WHAT TO PRODUCE:
Exactly reproduce the lines from the top of the entries below through the line containing "pub struct WavMerger", with both ends included.

***

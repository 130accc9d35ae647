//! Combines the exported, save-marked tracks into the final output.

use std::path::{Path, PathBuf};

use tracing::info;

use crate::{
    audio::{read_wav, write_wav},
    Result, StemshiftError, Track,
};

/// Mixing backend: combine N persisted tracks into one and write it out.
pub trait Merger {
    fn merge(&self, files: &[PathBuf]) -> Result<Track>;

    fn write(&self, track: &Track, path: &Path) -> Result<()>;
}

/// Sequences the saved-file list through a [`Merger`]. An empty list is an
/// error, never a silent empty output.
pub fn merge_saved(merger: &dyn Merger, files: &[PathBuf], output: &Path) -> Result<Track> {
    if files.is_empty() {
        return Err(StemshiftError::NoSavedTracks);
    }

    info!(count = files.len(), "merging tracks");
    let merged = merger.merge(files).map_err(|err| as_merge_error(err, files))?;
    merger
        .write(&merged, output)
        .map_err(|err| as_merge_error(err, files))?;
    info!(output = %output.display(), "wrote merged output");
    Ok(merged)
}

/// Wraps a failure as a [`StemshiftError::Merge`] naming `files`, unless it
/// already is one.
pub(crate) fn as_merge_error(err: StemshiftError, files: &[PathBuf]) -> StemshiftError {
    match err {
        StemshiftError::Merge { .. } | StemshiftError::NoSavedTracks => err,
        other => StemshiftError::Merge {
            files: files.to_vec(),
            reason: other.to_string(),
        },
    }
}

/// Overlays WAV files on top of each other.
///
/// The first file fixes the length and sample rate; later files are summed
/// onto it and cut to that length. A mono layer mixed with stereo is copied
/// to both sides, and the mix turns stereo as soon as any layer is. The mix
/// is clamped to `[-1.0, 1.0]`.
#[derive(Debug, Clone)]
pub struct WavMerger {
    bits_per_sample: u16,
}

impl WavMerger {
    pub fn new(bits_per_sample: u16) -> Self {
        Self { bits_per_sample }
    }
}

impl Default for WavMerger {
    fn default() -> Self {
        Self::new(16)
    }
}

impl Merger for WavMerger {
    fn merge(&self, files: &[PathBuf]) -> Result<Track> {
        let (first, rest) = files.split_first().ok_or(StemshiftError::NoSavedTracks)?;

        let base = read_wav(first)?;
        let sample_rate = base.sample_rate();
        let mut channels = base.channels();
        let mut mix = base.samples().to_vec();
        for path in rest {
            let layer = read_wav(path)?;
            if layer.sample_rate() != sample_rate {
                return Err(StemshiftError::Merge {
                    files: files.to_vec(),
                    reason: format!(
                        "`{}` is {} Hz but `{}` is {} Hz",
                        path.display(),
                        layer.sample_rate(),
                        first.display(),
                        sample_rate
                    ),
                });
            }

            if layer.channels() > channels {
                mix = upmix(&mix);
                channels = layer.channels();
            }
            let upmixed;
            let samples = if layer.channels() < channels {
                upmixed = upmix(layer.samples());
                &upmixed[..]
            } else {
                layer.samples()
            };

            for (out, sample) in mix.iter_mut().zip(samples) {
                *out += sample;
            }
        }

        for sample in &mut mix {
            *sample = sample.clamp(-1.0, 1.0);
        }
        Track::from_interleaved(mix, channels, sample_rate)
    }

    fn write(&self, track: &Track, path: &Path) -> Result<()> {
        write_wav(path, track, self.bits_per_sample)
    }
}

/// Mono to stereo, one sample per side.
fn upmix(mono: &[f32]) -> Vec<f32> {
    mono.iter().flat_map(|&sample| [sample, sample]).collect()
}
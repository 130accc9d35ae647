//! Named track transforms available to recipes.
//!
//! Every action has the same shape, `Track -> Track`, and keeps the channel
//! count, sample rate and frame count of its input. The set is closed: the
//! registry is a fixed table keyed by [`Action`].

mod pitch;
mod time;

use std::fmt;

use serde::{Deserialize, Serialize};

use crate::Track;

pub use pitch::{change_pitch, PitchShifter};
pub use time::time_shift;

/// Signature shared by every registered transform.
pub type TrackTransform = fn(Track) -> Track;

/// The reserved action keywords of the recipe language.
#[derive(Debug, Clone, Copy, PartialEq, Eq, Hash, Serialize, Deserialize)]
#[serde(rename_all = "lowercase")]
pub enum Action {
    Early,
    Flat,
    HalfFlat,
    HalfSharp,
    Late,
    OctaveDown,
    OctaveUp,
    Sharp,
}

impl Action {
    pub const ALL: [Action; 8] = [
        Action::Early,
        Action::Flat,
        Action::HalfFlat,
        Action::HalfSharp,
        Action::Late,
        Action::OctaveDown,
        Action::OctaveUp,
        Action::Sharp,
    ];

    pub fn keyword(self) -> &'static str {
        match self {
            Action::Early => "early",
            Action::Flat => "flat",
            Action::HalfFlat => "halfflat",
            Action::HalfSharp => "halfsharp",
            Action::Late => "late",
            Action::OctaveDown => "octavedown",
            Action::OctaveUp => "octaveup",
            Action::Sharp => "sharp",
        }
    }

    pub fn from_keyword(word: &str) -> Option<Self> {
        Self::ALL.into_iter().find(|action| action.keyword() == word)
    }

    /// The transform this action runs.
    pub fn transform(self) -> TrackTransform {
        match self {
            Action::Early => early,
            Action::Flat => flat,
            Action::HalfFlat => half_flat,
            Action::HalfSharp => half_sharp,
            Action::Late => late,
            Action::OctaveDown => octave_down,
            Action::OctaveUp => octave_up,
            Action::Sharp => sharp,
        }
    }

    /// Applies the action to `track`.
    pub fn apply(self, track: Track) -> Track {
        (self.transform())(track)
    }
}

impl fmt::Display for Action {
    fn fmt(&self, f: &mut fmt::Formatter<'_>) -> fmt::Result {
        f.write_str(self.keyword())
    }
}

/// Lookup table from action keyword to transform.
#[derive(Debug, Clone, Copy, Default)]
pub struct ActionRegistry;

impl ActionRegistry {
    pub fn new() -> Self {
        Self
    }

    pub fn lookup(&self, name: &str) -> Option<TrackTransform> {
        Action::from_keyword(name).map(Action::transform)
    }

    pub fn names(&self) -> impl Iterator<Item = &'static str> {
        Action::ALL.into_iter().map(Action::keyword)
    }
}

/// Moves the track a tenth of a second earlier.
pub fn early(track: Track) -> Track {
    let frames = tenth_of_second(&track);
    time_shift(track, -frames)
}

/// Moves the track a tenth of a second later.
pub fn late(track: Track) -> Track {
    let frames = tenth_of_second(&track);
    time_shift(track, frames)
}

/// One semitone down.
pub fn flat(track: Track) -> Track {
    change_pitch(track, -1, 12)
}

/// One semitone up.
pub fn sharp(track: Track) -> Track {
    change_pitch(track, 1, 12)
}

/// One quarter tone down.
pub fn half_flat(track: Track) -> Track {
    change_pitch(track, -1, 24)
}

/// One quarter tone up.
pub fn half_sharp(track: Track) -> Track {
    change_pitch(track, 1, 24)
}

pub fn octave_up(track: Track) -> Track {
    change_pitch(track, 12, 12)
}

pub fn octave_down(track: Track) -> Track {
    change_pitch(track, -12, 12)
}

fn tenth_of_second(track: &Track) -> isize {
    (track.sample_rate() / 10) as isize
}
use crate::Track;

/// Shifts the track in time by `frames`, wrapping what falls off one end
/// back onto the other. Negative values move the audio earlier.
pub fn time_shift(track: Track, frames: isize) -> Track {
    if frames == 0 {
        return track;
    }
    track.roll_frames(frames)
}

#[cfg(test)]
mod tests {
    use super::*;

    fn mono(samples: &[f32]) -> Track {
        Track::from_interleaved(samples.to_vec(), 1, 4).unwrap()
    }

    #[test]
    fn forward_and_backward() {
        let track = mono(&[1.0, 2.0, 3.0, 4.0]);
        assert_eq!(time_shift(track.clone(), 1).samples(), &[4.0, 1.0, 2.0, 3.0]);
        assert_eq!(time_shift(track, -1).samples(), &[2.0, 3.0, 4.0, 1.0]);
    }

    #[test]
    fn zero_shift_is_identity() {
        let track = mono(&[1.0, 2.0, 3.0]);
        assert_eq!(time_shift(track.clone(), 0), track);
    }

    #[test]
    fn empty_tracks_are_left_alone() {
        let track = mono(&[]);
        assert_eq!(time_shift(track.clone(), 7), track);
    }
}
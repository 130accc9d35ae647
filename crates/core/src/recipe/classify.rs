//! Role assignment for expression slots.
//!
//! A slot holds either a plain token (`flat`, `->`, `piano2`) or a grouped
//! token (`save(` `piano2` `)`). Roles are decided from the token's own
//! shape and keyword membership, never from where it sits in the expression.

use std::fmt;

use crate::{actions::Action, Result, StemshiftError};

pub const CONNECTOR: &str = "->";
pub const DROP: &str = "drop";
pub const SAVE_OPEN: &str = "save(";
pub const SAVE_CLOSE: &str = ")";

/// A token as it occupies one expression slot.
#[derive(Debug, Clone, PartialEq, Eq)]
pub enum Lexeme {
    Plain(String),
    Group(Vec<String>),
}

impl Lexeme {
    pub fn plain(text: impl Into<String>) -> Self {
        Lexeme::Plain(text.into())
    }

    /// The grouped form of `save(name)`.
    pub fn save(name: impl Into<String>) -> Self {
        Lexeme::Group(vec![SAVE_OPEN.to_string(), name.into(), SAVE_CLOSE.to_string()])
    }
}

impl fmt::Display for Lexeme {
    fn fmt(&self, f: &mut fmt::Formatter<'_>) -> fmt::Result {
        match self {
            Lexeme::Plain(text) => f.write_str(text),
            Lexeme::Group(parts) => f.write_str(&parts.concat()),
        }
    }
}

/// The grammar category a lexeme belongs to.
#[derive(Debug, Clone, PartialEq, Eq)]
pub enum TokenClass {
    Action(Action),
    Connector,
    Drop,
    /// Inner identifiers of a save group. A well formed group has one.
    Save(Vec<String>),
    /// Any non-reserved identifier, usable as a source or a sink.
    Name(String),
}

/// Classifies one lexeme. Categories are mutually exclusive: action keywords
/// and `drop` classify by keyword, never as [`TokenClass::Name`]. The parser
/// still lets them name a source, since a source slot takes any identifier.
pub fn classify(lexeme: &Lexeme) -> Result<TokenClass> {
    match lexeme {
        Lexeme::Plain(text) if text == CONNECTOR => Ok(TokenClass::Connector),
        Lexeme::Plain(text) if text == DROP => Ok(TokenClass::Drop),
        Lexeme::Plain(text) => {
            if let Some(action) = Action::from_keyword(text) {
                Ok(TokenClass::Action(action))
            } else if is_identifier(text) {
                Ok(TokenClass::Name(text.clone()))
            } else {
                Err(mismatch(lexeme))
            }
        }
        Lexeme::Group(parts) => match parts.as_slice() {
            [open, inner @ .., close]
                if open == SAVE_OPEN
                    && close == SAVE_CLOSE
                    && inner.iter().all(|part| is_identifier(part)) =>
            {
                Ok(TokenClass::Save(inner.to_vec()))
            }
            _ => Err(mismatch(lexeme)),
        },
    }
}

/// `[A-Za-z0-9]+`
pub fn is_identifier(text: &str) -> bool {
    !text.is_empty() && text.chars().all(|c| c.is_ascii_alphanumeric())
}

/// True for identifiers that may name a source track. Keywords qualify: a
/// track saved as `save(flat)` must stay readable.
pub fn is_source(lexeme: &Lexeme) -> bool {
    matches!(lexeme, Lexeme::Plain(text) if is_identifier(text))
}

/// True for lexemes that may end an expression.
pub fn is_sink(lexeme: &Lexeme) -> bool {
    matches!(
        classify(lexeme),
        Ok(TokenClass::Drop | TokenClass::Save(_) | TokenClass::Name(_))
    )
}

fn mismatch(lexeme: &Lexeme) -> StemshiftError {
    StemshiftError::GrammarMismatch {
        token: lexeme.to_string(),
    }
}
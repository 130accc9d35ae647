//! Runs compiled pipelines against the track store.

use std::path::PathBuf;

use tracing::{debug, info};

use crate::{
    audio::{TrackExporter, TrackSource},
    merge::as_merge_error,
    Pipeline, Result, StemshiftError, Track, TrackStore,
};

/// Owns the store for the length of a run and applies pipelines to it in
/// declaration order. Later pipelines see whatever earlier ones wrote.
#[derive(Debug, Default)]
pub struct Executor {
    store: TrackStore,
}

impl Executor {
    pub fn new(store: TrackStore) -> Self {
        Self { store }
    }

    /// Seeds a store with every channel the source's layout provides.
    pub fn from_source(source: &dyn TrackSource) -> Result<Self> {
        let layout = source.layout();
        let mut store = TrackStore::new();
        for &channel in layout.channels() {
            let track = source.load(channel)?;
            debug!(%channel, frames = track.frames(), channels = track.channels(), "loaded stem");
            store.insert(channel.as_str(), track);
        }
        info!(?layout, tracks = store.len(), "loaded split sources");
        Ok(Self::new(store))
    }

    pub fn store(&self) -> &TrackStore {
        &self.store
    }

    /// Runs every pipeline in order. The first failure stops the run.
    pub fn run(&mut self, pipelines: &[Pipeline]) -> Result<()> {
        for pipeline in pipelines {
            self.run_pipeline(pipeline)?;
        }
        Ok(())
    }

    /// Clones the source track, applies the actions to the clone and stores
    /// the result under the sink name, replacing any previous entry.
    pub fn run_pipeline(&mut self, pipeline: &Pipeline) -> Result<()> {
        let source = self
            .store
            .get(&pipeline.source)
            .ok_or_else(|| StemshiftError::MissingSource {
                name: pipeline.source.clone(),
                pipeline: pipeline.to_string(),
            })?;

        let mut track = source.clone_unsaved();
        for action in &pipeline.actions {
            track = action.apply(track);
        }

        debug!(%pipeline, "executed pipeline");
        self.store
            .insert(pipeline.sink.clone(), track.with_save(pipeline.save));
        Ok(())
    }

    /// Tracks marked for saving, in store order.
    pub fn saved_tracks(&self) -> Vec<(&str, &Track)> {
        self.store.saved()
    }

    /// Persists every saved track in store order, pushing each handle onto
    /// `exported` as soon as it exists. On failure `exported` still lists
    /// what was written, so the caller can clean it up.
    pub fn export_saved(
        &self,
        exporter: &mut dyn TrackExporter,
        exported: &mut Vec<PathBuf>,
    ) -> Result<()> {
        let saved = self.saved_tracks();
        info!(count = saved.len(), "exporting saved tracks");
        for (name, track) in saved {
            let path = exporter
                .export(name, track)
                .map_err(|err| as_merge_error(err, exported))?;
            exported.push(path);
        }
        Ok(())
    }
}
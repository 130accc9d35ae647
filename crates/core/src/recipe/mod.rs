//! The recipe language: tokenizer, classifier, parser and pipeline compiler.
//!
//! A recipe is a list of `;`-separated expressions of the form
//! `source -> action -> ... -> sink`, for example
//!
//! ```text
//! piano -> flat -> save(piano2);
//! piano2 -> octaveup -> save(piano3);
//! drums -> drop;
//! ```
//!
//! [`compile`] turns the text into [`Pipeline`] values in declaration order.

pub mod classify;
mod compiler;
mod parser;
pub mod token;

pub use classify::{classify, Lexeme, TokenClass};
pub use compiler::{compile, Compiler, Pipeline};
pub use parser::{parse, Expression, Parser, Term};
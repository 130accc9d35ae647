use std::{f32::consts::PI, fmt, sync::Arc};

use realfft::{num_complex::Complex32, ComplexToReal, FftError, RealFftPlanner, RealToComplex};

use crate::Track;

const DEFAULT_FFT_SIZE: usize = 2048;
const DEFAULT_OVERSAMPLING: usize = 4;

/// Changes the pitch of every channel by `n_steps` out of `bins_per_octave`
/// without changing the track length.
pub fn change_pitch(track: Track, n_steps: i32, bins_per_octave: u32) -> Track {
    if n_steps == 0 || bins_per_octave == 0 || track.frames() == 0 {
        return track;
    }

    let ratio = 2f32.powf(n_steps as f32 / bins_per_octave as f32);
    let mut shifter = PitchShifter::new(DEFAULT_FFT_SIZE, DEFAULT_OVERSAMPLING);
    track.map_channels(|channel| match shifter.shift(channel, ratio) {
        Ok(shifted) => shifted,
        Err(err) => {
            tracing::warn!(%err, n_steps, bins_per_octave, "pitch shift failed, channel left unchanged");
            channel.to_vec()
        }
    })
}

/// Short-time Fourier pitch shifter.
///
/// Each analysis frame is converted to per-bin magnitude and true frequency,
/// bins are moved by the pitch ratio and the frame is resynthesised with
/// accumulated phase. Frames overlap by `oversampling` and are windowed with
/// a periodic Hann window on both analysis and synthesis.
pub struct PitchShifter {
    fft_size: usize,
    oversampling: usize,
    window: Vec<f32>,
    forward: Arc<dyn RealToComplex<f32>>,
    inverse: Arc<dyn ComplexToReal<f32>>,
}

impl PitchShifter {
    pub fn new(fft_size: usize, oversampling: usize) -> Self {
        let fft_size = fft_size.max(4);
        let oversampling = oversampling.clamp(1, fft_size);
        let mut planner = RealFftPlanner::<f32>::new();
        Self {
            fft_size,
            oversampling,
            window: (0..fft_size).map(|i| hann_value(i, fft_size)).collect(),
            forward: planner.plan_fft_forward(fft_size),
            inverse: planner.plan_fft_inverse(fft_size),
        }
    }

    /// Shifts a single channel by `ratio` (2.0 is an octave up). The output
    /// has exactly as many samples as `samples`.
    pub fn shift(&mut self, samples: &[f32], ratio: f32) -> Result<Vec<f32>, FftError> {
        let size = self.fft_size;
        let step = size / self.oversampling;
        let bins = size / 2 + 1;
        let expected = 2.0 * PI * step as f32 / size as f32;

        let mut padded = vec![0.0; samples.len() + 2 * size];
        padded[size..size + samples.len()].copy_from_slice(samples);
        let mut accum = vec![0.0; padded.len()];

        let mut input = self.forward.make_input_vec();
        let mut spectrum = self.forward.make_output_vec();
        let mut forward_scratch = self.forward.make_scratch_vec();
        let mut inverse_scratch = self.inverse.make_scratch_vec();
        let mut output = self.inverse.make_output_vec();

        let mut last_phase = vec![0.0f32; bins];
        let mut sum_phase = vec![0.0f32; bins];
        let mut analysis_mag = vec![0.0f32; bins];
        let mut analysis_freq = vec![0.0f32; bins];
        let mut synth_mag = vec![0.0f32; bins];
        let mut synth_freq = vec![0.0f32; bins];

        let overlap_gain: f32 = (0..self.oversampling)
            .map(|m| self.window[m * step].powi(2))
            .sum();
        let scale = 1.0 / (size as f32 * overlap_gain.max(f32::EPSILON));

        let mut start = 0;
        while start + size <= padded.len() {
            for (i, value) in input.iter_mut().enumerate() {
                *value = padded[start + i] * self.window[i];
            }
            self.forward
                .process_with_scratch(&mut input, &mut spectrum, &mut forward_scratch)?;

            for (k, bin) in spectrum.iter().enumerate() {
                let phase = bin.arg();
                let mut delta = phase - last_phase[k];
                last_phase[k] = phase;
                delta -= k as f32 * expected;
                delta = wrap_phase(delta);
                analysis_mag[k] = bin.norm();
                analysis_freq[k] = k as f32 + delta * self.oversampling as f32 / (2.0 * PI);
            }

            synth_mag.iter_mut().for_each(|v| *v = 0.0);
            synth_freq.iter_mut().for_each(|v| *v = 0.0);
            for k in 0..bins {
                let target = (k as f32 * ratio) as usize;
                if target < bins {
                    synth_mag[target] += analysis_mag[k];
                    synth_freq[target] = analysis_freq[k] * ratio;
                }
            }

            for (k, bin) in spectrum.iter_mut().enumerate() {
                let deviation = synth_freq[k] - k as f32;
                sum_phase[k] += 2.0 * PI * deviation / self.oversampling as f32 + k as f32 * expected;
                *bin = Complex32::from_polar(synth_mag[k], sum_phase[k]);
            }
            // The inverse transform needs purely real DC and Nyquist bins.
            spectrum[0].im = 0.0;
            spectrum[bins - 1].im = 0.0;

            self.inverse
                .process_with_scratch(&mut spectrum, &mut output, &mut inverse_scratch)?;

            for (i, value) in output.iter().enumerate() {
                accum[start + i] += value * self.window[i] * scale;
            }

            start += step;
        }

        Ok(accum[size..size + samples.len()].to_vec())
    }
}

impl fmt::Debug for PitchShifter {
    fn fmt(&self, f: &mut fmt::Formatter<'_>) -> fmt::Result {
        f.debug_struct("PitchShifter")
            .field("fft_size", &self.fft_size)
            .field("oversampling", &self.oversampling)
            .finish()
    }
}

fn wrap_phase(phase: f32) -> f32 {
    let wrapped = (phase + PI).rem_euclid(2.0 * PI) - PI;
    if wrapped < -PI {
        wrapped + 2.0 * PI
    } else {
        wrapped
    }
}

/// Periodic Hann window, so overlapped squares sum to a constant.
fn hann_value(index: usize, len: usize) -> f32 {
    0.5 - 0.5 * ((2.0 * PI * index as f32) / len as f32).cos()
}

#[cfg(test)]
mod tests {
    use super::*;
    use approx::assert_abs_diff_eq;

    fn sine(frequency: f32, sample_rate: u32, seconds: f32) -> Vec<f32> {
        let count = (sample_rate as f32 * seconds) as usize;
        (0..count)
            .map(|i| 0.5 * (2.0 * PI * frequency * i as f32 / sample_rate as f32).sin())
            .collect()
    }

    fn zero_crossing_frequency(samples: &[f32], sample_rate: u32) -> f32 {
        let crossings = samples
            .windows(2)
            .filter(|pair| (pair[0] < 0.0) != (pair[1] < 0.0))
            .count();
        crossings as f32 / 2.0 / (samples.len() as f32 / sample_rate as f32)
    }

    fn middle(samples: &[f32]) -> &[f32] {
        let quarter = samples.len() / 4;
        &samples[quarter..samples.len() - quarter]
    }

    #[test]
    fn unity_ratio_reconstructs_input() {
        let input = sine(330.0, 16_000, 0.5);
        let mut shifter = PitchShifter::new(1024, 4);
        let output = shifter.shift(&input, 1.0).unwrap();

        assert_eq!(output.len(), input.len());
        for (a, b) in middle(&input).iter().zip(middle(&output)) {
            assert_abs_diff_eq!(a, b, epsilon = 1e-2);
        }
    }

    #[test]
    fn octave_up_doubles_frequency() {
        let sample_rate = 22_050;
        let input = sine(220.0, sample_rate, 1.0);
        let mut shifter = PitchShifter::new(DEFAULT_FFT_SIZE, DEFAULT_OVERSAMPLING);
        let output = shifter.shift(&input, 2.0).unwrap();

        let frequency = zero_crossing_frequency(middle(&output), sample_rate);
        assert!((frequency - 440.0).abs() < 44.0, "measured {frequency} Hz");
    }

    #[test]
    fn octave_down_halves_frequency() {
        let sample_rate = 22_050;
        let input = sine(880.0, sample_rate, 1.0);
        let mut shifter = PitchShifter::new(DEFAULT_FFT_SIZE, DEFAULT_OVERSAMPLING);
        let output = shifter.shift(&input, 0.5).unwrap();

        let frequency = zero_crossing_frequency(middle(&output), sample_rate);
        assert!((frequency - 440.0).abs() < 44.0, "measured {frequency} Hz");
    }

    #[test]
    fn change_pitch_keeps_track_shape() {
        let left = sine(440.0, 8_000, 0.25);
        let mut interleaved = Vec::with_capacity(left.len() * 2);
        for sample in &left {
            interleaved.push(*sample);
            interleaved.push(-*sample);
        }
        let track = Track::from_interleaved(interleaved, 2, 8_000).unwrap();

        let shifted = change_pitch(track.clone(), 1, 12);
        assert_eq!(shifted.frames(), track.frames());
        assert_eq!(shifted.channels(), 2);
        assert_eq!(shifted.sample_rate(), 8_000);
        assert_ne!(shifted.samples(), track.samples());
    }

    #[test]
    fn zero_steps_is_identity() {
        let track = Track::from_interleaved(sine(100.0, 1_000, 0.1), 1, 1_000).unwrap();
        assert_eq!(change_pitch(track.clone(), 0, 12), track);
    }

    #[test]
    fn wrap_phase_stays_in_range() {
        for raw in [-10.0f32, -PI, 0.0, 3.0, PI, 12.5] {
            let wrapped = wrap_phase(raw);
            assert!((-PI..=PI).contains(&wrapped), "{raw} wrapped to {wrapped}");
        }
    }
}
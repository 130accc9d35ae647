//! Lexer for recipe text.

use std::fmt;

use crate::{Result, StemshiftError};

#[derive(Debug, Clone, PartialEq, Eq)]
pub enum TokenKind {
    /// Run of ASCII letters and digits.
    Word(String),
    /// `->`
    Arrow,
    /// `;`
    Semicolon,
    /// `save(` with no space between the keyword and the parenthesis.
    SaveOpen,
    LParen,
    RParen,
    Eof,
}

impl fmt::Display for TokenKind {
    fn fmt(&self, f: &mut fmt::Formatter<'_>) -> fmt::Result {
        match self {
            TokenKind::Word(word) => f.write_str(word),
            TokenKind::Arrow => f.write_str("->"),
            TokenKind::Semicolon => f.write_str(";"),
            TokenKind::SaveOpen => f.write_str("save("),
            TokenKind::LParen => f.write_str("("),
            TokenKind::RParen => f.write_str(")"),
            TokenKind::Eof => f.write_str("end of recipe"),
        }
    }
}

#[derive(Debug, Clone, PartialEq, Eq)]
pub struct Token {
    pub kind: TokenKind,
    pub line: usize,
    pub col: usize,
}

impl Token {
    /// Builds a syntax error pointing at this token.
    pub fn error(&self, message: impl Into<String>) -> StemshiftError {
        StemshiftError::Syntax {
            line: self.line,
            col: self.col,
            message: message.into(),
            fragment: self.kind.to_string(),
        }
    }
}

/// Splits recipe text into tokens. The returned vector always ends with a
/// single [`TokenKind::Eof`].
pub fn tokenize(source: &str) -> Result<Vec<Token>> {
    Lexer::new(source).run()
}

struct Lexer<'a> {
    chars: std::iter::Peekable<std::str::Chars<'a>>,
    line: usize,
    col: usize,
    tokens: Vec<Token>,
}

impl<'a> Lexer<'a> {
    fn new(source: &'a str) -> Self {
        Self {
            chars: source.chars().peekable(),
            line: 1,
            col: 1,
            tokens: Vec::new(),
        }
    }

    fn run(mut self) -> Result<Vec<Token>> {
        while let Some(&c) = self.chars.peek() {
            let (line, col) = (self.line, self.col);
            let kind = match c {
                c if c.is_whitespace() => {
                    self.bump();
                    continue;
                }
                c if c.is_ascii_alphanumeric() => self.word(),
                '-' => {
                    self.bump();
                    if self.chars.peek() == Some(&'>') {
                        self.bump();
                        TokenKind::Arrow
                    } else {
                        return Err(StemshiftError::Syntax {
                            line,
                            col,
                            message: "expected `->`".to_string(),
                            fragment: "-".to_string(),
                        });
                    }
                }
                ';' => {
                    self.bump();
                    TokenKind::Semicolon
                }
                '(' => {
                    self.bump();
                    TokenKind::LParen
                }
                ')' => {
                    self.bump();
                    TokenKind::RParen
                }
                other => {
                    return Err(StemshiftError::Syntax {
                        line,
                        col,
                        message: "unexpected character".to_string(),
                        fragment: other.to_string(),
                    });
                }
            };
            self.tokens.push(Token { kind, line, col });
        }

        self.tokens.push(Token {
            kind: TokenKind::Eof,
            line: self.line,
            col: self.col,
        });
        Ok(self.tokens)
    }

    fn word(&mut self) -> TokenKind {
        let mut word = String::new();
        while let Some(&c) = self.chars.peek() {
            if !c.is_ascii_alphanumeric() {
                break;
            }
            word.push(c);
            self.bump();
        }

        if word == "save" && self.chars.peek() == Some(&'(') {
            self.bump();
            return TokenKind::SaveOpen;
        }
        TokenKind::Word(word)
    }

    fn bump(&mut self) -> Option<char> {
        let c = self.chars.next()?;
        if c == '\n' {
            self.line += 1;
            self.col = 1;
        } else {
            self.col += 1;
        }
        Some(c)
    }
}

***

ANSWER TO THE EXERCISE:
repository 130accc9d35ae647
//! Combines the exported, save-marked tracks into the final output.

use std::path::{Path, PathBuf};

use tracing::info;

use crate::{
    audio::{read_wav, write_wav},
    Result, StemshiftError, Track,
};

/// Mixing backend: combine N persisted tracks into one and write it out.
pub trait Merger {
    fn merge(&self, files: &[PathBuf]) -> Result<Track>;

    fn write(&self, track: &Track, path: &Path) -> Result<()>;
}

/// Sequences the saved-file list through a [`Merger`]. An empty list is an
/// error, never a silent empty output.
pub fn merge_saved(merger: &dyn Merger, files: &[PathBuf], output: &Path) -> Result<Track> {
    if files.is_empty() {
        return Err(StemshiftError::NoSavedTracks);
    }

    info!(count = files.len(), "merging tracks");
    let merged = merger.merge(files).map_err(|err| as_merge_error(err, files))?;
    merger
        .write(&merged, output)
        .map_err(|err| as_merge_error(err, files))?;
    info!(output = %output.display(), "wrote merged output");
    Ok(merged)
}

/// Wraps a failure as a [`StemshiftError::Merge`] naming `files`, unless it
/// already is one.
pub(crate) fn as_merge_error(err: StemshiftError, files: &[PathBuf]) -> StemshiftError {
    match err {
        StemshiftError::Merge { .. } | StemshiftError::NoSavedTracks => err,
        other => StemshiftError::Merge {
            files: files.to_vec(),
            reason: other.to_string(),
        },
    }
}

/// Overlays WAV files on top of each other.
///
/// The first file fixes the length and sample rate; later files are summed
/// onto it and cut to that length. A mono layer mixed with stereo is copied
/// to both sides, and the mix turns stereo as soon as any layer is. The mix
/// is clamped to `[-1.0, 1.0]`.
#[derive(Debug, Clone)]
pub struct WavMerger {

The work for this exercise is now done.